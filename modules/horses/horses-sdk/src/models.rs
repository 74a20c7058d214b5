use std::fmt;
use std::str::FromStr;

use chrono::NaiveDate;

/// Sex of a horse. Persisted and transported by its upper-case name.
#[derive(Debug, Clone, Copy, PartialEq, Eq, Hash)]
pub enum Sex {
    Female,
    Male,
}

impl Sex {
    #[must_use]
    pub const fn as_str(self) -> &'static str {
        match self {
            Sex::Female => "FEMALE",
            Sex::Male => "MALE",
        }
    }
}

impl fmt::Display for Sex {
    fn fmt(&self, f: &mut fmt::Formatter<'_>) -> fmt::Result {
        f.write_str(self.as_str())
    }
}

impl FromStr for Sex {
    type Err = String;

    fn from_str(s: &str) -> Result<Self, Self::Err> {
        match s {
            "FEMALE" => Ok(Sex::Female),
            "MALE" => Ok(Sex::Male),
            other => Err(format!("unknown sex '{other}'")),
        }
    }
}

/// A persisted horse.
#[derive(Debug, Clone, PartialEq, Eq)]
pub struct Horse {
    pub id: i64,
    pub name: String,
    pub description: Option<String>,
    pub date_of_birth: NaiveDate,
    pub sex: Sex,
    pub image: Option<String>,
    pub owner_id: Option<i64>,
    pub parent_female_id: Option<i64>,
    pub parent_male_id: Option<i64>,
}

/// Data for creating a horse; the id is assigned by the store.
#[derive(Debug, Clone, PartialEq, Eq)]
pub struct NewHorse {
    pub name: String,
    pub description: Option<String>,
    pub date_of_birth: NaiveDate,
    pub sex: Sex,
    pub image: Option<String>,
    pub owner_id: Option<i64>,
    pub parent_female_id: Option<i64>,
    pub parent_male_id: Option<i64>,
}

impl NewHorse {
    /// Turn the payload into a full replacement of the horse with the given id.
    #[must_use]
    pub fn into_update(self, id: i64) -> HorseUpdate {
        HorseUpdate {
            id,
            name: self.name,
            description: self.description,
            date_of_birth: self.date_of_birth,
            sex: self.sex,
            image: self.image,
            owner_id: self.owner_id,
            parent_female_id: self.parent_female_id,
            parent_male_id: self.parent_male_id,
        }
    }
}

/// Full replacement of all mutable fields of an existing horse.
#[derive(Debug, Clone, PartialEq, Eq)]
pub struct HorseUpdate {
    pub id: i64,
    pub name: String,
    pub description: Option<String>,
    pub date_of_birth: NaiveDate,
    pub sex: Sex,
    pub image: Option<String>,
    pub owner_id: Option<i64>,
    pub parent_female_id: Option<i64>,
    pub parent_male_id: Option<i64>,
}

/// Search criteria for horses. All present criteria must match.
///
/// Blank strings are treated like absent criteria.
#[derive(Debug, Clone, Default, PartialEq, Eq)]
pub struct HorseSearch {
    pub name: Option<String>,
    pub description: Option<String>,
    /// Only horses born strictly before this date.
    pub born_before: Option<NaiveDate>,
    pub sex: Option<Sex>,
    /// Substring of the owner's "first last" name.
    pub owner_name: Option<String>,
    pub limit: Option<u64>,
}

fn is_blank(value: Option<&String>) -> bool {
    value.is_none_or(|s| s.trim().is_empty())
}

impl HorseSearch {
    /// True when no criterion would constrain the result.
    #[must_use]
    pub fn is_empty(&self) -> bool {
        is_blank(self.name.as_ref())
            && is_blank(self.description.as_ref())
            && is_blank(self.owner_name.as_ref())
            && self.born_before.is_none()
            && self.sex.is_none()
            && self.limit.is_none()
    }
}

/// A persisted owner.
#[derive(Debug, Clone, PartialEq, Eq)]
pub struct Owner {
    pub id: i64,
    pub first_name: String,
    pub last_name: String,
    pub email: Option<String>,
    pub description: Option<String>,
}

#[derive(Debug, Clone, PartialEq, Eq)]
pub struct NewOwner {
    pub first_name: String,
    pub last_name: String,
    pub email: Option<String>,
    pub description: Option<String>,
}

#[derive(Debug, Clone, Default, PartialEq, Eq)]
pub struct OwnerSearch {
    /// Substring of "first last"; absent matches every owner.
    pub name: Option<String>,
    pub max_amount: Option<u64>,
}

/// Horse as shown in list and search results, with its owner resolved.
#[derive(Debug, Clone, PartialEq, Eq)]
pub struct HorseListItem {
    pub id: i64,
    pub name: String,
    pub description: Option<String>,
    pub date_of_birth: NaiveDate,
    pub sex: Sex,
    pub image: Option<String>,
    pub owner: Option<Owner>,
    pub parent_female_id: Option<i64>,
    pub parent_male_id: Option<i64>,
}

/// Horse detail view, with the full owner embedded.
#[derive(Debug, Clone, PartialEq, Eq)]
pub struct HorseDetail {
    pub id: i64,
    pub name: String,
    pub description: Option<String>,
    pub date_of_birth: NaiveDate,
    pub sex: Sex,
    pub image: Option<String>,
    pub owner: Option<Owner>,
    pub parent_female_id: Option<i64>,
    pub parent_male_id: Option<i64>,
}

#[cfg(test)]
mod tests {
    use super::*;

    #[test]
    fn sex_parses_its_own_names() {
        for sex in [Sex::Female, Sex::Male] {
            assert_eq!(sex.as_str().parse::<Sex>(), Ok(sex));
        }
        assert!("female".parse::<Sex>().is_err());
    }

    #[test]
    fn blank_criteria_count_as_empty_search() {
        let search = HorseSearch {
            name: Some("   ".to_owned()),
            owner_name: Some(String::new()),
            ..HorseSearch::default()
        };
        assert!(search.is_empty());

        let search = HorseSearch {
            sex: Some(Sex::Male),
            ..HorseSearch::default()
        };
        assert!(!search.is_empty());
    }

    #[test]
    fn into_update_keeps_every_field() {
        let new = NewHorse {
            name: "Storm".to_owned(),
            description: Some("grey".to_owned()),
            date_of_birth: NaiveDate::from_ymd_opt(2015, 1, 1).unwrap(),
            sex: Sex::Female,
            image: None,
            owner_id: Some(3),
            parent_female_id: Some(4),
            parent_male_id: None,
        };
        let update = new.clone().into_update(9);
        assert_eq!(update.id, 9);
        assert_eq!(update.name, new.name);
        assert_eq!(update.owner_id, Some(3));
        assert_eq!(update.parent_female_id, Some(4));
    }
}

*Work instructions*:
Considering the records line by line, how many lines hold the string "Substring"? Say only the number.

*Written answer*:
2